Stored data entries:
------

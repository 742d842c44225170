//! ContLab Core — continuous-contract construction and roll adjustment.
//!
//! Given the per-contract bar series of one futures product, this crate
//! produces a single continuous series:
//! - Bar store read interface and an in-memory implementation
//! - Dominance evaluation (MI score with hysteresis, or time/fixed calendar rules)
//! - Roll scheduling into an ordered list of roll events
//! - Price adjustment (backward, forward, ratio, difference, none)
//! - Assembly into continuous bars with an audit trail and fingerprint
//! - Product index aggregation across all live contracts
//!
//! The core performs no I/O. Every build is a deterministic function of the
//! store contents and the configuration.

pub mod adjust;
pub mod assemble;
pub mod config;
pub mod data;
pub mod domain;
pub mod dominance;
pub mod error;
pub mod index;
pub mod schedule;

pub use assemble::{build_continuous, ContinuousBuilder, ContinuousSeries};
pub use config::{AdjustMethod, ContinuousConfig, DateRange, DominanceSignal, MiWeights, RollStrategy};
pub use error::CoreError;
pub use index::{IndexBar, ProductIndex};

------

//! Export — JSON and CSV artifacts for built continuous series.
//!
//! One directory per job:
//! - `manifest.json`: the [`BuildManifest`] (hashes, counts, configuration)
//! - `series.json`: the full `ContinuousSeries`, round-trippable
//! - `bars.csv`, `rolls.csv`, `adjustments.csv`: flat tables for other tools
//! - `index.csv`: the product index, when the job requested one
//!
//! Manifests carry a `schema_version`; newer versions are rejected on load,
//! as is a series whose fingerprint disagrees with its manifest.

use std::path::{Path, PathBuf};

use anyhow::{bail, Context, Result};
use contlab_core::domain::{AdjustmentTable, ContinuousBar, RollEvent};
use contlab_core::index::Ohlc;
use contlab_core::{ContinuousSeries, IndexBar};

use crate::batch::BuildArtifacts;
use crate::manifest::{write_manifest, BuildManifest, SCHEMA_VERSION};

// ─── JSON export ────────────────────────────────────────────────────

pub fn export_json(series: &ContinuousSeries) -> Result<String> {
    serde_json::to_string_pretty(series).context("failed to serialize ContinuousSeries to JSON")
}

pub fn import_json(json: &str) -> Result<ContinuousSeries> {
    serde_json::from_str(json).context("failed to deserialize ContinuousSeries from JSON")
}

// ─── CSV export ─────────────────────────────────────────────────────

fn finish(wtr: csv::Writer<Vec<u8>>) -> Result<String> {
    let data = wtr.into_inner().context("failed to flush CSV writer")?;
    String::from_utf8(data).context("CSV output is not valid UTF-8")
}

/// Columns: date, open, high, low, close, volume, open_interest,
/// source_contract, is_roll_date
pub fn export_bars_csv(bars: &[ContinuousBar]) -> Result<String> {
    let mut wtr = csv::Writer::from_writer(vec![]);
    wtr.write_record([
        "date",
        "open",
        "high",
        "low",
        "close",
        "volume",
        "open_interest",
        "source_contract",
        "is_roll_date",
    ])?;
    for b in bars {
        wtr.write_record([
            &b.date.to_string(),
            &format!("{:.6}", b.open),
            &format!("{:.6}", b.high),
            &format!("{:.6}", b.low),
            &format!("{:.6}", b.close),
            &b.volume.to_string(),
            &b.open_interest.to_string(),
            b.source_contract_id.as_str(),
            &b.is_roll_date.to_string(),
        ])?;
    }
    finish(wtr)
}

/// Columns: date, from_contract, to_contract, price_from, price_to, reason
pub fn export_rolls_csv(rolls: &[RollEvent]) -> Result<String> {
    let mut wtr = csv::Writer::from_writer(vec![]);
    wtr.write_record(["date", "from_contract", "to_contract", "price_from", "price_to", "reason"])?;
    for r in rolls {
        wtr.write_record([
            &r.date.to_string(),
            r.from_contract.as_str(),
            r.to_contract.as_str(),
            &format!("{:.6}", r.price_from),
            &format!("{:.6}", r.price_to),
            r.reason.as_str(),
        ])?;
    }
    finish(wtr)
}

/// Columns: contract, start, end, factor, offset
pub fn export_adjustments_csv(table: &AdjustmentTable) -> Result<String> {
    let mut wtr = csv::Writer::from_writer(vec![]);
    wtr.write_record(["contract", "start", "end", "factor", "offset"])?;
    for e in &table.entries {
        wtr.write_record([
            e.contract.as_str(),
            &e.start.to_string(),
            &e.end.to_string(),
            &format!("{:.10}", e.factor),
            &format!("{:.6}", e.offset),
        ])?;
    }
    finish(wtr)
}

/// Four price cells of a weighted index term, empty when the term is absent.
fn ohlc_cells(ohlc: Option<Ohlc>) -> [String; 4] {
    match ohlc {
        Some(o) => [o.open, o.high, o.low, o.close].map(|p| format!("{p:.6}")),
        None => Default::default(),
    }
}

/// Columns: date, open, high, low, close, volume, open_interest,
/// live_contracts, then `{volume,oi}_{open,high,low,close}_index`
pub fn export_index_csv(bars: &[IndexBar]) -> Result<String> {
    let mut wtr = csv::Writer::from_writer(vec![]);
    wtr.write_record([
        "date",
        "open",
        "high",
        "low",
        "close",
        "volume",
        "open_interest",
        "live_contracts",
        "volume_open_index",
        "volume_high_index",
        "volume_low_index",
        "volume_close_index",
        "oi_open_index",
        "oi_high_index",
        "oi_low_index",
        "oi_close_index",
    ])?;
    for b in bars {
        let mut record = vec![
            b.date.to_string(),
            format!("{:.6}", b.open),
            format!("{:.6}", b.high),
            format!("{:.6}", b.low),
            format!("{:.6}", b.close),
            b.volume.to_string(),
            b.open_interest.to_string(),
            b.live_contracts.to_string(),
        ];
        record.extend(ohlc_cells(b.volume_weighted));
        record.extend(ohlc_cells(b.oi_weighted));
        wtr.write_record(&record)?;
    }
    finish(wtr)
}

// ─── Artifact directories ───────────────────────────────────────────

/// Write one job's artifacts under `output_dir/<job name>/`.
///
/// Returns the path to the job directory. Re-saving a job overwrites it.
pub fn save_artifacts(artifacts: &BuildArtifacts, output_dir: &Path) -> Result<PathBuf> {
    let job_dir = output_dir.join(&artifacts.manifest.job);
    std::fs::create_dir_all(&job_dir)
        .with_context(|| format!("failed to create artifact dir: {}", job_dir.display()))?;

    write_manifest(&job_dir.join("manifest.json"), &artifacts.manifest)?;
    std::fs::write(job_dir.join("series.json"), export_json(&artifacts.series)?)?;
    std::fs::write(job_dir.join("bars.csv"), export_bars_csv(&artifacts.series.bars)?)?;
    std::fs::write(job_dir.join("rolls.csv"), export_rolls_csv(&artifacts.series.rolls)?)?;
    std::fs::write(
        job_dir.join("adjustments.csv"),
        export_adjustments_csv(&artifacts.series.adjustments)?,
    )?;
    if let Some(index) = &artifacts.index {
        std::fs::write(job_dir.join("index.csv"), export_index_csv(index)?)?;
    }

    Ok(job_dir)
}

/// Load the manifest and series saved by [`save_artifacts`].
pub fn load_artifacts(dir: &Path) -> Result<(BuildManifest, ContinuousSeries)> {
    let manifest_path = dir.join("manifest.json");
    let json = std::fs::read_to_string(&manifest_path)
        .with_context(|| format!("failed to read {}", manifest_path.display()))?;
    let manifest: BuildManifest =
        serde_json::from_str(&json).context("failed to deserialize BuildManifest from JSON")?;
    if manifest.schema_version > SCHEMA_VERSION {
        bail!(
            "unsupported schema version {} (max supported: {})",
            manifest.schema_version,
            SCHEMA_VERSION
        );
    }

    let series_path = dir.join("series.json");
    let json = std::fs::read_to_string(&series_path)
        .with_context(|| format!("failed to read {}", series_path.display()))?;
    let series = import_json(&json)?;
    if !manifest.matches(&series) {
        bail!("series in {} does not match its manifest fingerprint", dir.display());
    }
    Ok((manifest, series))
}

------

▶ REQUIREMENT:
All lines above from the line with "for e in &table.entries" through the line with "Some(o) => [o.open, o.high, o.low, o.close].map(|p|", both included, are to be set down exactly, with nothing else.

▶ THE ANSWER:
    for e in &table.entries {
        wtr.write_record([
            e.contract.as_str(),
            &e.start.to_string(),
            &e.end.to_string(),
            &format!("{:.10}", e.factor),
            &format!("{:.6}", e.offset),
        ])?;
    }
    finish(wtr)
}

/// Four price cells of a weighted index term, empty when the term is absent.
fn ohlc_cells(ohlc: Option<Ohlc>) -> [String; 4] {
    match ohlc {
        Some(o) => [o.open, o.high, o.low, o.close].map(|p| format!("{p:.6}")),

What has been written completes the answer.